■ **Records provided**:
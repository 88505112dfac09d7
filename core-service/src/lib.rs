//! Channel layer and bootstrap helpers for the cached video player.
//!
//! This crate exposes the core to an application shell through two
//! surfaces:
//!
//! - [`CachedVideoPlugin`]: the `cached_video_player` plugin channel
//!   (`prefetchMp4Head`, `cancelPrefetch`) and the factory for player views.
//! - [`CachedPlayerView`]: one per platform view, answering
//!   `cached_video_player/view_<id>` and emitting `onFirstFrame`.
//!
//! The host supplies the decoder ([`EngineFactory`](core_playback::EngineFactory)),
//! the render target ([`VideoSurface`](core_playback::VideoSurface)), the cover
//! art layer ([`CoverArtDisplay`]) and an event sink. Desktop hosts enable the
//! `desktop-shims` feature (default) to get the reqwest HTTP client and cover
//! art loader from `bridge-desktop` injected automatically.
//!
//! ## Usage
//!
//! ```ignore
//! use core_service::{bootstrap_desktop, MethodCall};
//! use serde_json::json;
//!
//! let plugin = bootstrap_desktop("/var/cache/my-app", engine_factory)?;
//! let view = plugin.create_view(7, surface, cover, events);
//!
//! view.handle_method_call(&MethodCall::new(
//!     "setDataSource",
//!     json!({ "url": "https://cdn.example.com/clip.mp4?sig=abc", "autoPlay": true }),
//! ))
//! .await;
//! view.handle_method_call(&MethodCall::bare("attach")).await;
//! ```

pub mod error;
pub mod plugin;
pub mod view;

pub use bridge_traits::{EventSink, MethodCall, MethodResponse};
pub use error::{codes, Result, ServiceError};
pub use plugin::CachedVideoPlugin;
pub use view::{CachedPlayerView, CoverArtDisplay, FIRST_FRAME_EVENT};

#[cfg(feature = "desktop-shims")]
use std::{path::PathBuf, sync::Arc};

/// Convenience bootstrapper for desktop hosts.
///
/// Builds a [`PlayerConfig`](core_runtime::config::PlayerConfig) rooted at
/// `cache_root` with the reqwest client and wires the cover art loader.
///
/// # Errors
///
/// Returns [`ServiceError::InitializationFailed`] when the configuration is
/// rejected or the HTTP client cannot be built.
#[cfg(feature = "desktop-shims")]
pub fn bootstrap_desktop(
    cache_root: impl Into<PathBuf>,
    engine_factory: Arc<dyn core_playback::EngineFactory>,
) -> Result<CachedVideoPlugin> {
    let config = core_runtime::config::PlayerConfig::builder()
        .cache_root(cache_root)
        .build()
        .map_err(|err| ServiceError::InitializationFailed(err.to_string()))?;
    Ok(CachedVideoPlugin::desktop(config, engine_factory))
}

■ **Work request**: Work out how many lines in the entries above include the word "PathBuf". Respond with only the number.

■ **Written response**: 2